◆ **EXERCISE INSTRUCTIONS**
Search the entries below for the string "spawned" and copy the lines that hold it.

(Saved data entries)
-*-*-
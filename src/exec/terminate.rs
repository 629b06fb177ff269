/// Forced termination of a child and everything it spawned
use std::process::Child;

/// SIGKILL the child's process group, then the child itself.
///
/// Children are spawned as group leaders, so the group id equals the pid.
/// No graceful-shutdown negotiation: submitted code gets no SIGTERM window.
pub fn kill_tree(child: &mut Child) {
    #[cfg(unix)]
    kill_group(child.id());

    if let Err(e) = child.kill() {
        // InvalidInput means it was already reaped
        if e.kind() != std::io::ErrorKind::InvalidInput {
            log::debug!("kill({}) failed: {}", child.id(), e);
        }
    }
}

/// Best-effort SIGKILL of a whole process group
#[cfg(unix)]
pub fn kill_group(pgid: u32) {
    use nix::errno::Errno;
    use nix::sys::signal::{killpg, Signal};
    use nix::unistd::Pid;

    match killpg(Pid::from_raw(pgid as i32), Signal::SIGKILL) {
        Ok(()) | Err(Errno::ESRCH) => {}
        Err(e) => log::warn!("killpg({}) failed: {}", pgid, e),
    }
}
//! Judging.
//!
//! The language table describes how each supported language is compiled and
//! run; the judge service drives a submission through a problem's test cases
//! and persists the verdict through the repository seam.

pub mod language;
pub mod model;
pub mod orchestrator;
pub mod registry;
pub mod repository;

pub use model::{Problem, Submission, SubmissionReport, TestCase, TestCaseResult};
pub use orchestrator::JudgeService;
pub use registry::LanguageTable;
pub use repository::{InMemoryRepository, JudgeRepository, ProblemFile};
-*-*-
◆ **RESPONSE AREA**
/// Forced termination of a child and everything it spawned
/// Children are spawned as group leaders, so the group id equals the pid.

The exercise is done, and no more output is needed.